→ **Data for this task**
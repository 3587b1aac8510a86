use crate::errors::{ConfigError, Result};
use crate::model::{KeyValueKind, NodeAliases};
use crate::path::{ConfigPath, Segment};

/// Normalized location an update event writes to
///
/// Marker shorthand is expanded, so `cfg.db$host` and
/// `cfg.db.properties.host` give the same address. Unlike a query, `$`
/// here names the node's own properties, not the scoped view.
#[derive(Debug, Clone, PartialEq, Eq)]
pub struct EventAddress {
    /// Node names from the root, reserved children spelled by alias
    pub segments: Vec<String>,
    /// Set when the address names one key inside a key-value node
    pub entry: Option<(KeyValueKind, String)>,
}

impl EventAddress {
    /// Normalize an event path
    ///
    /// # Errors
    ///
    /// `InvalidPath` if the path does not parse, uses `*`, or continues past
    /// a key lookup.
    pub fn parse(raw: &str, aliases: &NodeAliases) -> Result<Self> {
        let path = ConfigPath::parse(raw)?;
        let invalid = |reason: &str| ConfigError::InvalidPath {
            path: raw.to_string(),
            reason: reason.to_string(),
        };

        let mut segments: Vec<String> = Vec::with_capacity(path.len() + 1);
        let mut entry = None;

        for (i, segment) in path.segments().iter().enumerate() {
            if entry.is_some() {
                return Err(invalid("nothing can follow a key lookup"));
            }
            match segment {
                Segment::Wildcard => return Err(invalid("update paths cannot use '*'")),
                Segment::Name(name) => {
                    // The root may carry any name; below it an alias means a
                    // key-value node, whose children are keys
                    let reserved = segments
                        .last()
                        .filter(|_| i > 1)
                        .and_then(|prev| aliases.kind_for(prev));
                    match reserved {
                        Some(kind) => entry = Some((kind, name.clone())),
                        None => segments.push(name.clone()),
                    }
                }
                Segment::Marked { name, marker, key } => {
                    segments.push(name.clone());
                    segments.push(aliases.alias_for(marker.kind()).to_string());
                    if let Some(key) = key {
                        entry = Some((marker.kind(), key.clone()));
                    }
                }
            }
        }

        Ok(Self { segments, entry })
    }

    /// Dot-path form, for messages and logs
    pub fn display_path(&self) -> String {
        match &self.entry {
            Some((_, key)) => format!("{}.{}", self.segments.join("."), key),
            None => self.segments.join("."),
        }
    }

    /// Reserved kind of the last segment, if it names a key-value node
    pub fn reserved_kind(&self, aliases: &NodeAliases) -> Option<KeyValueKind> {
        match &self.entry {
            Some((kind, _)) => Some(*kind),
            None => self.segments.last().and_then(|s| aliases.kind_for(s)),
        }
    }
}

#[cfg(test)]
mod tests {
    use super::*;

    #[test]
    fn test_marker_and_alias_forms_agree() {
        let aliases = NodeAliases::default();
        let short = EventAddress::parse("cfg.db$host", &aliases).unwrap();
        let long = EventAddress::parse("cfg.db.properties.host", &aliases).unwrap();
        assert_eq!(short, long);
        assert_eq!(short.segments, vec!["cfg", "db", "properties"]);
        assert_eq!(short.entry, Some((KeyValueKind::Properties, "host".to_string())));
        assert_eq!(short.display_path(), "cfg.db.properties.host");
    }

    #[test]
    fn test_plain_node_address() {
        let address = EventAddress::parse("cfg.db.port", &NodeAliases::default()).unwrap();
        assert_eq!(address.segments, vec!["cfg", "db", "port"]);
        assert!(address.entry.is_none());
    }

    #[test]
    fn test_reserved_node_itself() {
        let aliases = NodeAliases::default();
        let address = EventAddress::parse("cfg.db@", &aliases).unwrap();
        assert_eq!(address.segments, vec!["cfg", "db", "attributes"]);
        assert_eq!(address.reserved_kind(&aliases), Some(KeyValueKind::Attributes));
    }

    #[test]
    fn test_rejections() {
        let aliases = NodeAliases::default();
        for bad in ["cfg.*.host", "cfg.db$host.more", "cfg.db.properties.host.more", "cfg..x"] {
            assert!(
                matches!(EventAddress::parse(bad, &aliases), Err(ConfigError::InvalidPath { .. })),
                "expected InvalidPath for {:?}",
                bad
            );
        }
    }
}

→ **Activity**
Can you restate every record above word for word?

→ **Solved exercise**
repository 3587b1aac8510a86
use crate::errors::{ConfigError, Result};
use crate::model::{KeyValueKind, NodeAliases};
use crate::path::{ConfigPath, Segment};

/// Normalized location an update event writes to
///
/// Marker shorthand is expanded, so `cfg.db$host` and
/// `cfg.db.properties.host` give the same address. Unlike a query, `$`
/// here names the node's own properties, not the scoped view.
#[derive(Debug, Clone, PartialEq, Eq)]
pub struct EventAddress {
    /// Node names from the root, reserved children spelled by alias
    pub segments: Vec<String>,
    /// Set when the address names one key inside a key-value node
    pub entry: Option<(KeyValueKind, String)>,
}

impl EventAddress {
    /// Normalize an event path
    ///
    /// # Errors
    ///
    /// `InvalidPath` if the path does not parse, uses `*`, or continues past
    /// a key lookup.
    pub fn parse(raw: &str, aliases: &NodeAliases) -> Result<Self> {
        let path = ConfigPath::parse(raw)?;
        let invalid = |reason: &str| ConfigError::InvalidPath {
            path: raw.to_string(),
            reason: reason.to_string(),
        };

        let mut segments: Vec<String> = Vec::with_capacity(path.len() + 1);
        let mut entry = None;

        for (i, segment) in path.segments().iter().enumerate() {
            if entry.is_some() {
                return Err(invalid("nothing can follow a key lookup"));
            }
            match segment {
                Segment::Wildcard => return Err(invalid("update paths cannot use '*'")),
                Segment::Name(name) => {
                    // The root may carry any name; below it an alias means a
                    // key-value node, whose children are keys
                    let reserved = segments
                        .last()
                        .filter(|_| i > 1)
                        .and_then(|prev| aliases.kind_for(prev));
                    match reserved {
                        Some(kind) => entry = Some((kind, name.clone())),
                        None => segments.push(name.clone()),
                    }
                }
                Segment::Marked { name, marker, key } => {
                    segments.push(name.clone());
                    segments.push(aliases.alias_for(marker.kind()).to_string());
                    if let Some(key) = key {
                        entry = Some((marker.kind(), key.clone()));
                    }
                }
            }
        }

        Ok(Self { segments, entry })
    }

    /// Dot-path form, for messages and logs
    pub fn display_path(&self) -> String {
        match &self.entry {
            Some((_, key)) => format!("{}.{}", self.segments.join("."), key),
            None => self.segments.join("."),
        }
    }

    /// Reserved kind of the last segment, if it names a key-value node
    pub fn reserved_kind(&self, aliases: &NodeAliases) -> Option<KeyValueKind> {
        match &self.entry {
            Some((kind, _)) => Some(*kind),
            None => self.segments.last().and_then(|s| aliases.kind_for(s)),
        }
    }
}

#[cfg(test)]
mod tests {
    use super::*;

    #[test]
    fn test_marker_and_alias_forms_agree() {
        let aliases = NodeAliases::default();
        let short = EventAddress::parse("cfg.db$host", &aliases).unwrap();
        let long = EventAddress::parse("cfg.db.properties.host", &aliases).unwrap();
        assert_eq!(short, long);
        assert_eq!(short.segments, vec!["cfg", "db", "properties"]);
        assert_eq!(short.entry, Some((KeyValueKind::Properties, "host".to_string())));
        assert_eq!(short.display_path(), "cfg.db.properties.host");
    }

    #[test]
    fn test_plain_node_address() {
        let address = EventAddress::parse("cfg.db.port", &NodeAliases::default()).unwrap();
        assert_eq!(address.segments, vec!["cfg", "db", "port"]);
        assert!(address.entry.is_none());
    }

    #[test]
    fn test_reserved_node_itself() {
        let aliases = NodeAliases::default();
        let address = EventAddress::parse("cfg.db@", &aliases).unwrap();
        assert_eq!(address.segments, vec!["cfg", "db", "attributes"]);
        assert_eq!(address.reserved_kind(&aliases), Some(KeyValueKind::Attributes));
    }

    #[test]
    fn test_rejections() {
        let aliases = NodeAliases::default();
        for bad in ["cfg.*.host", "cfg.db$host.more", "cfg.db.properties.host.more", "cfg..x"] {
            assert!(
                matches!(EventAddress::parse(bad, &aliases), Err(ConfigError::InvalidPath { .. })),
                "expected InvalidPath for {:?}",
                bad
            );
        }
    }
}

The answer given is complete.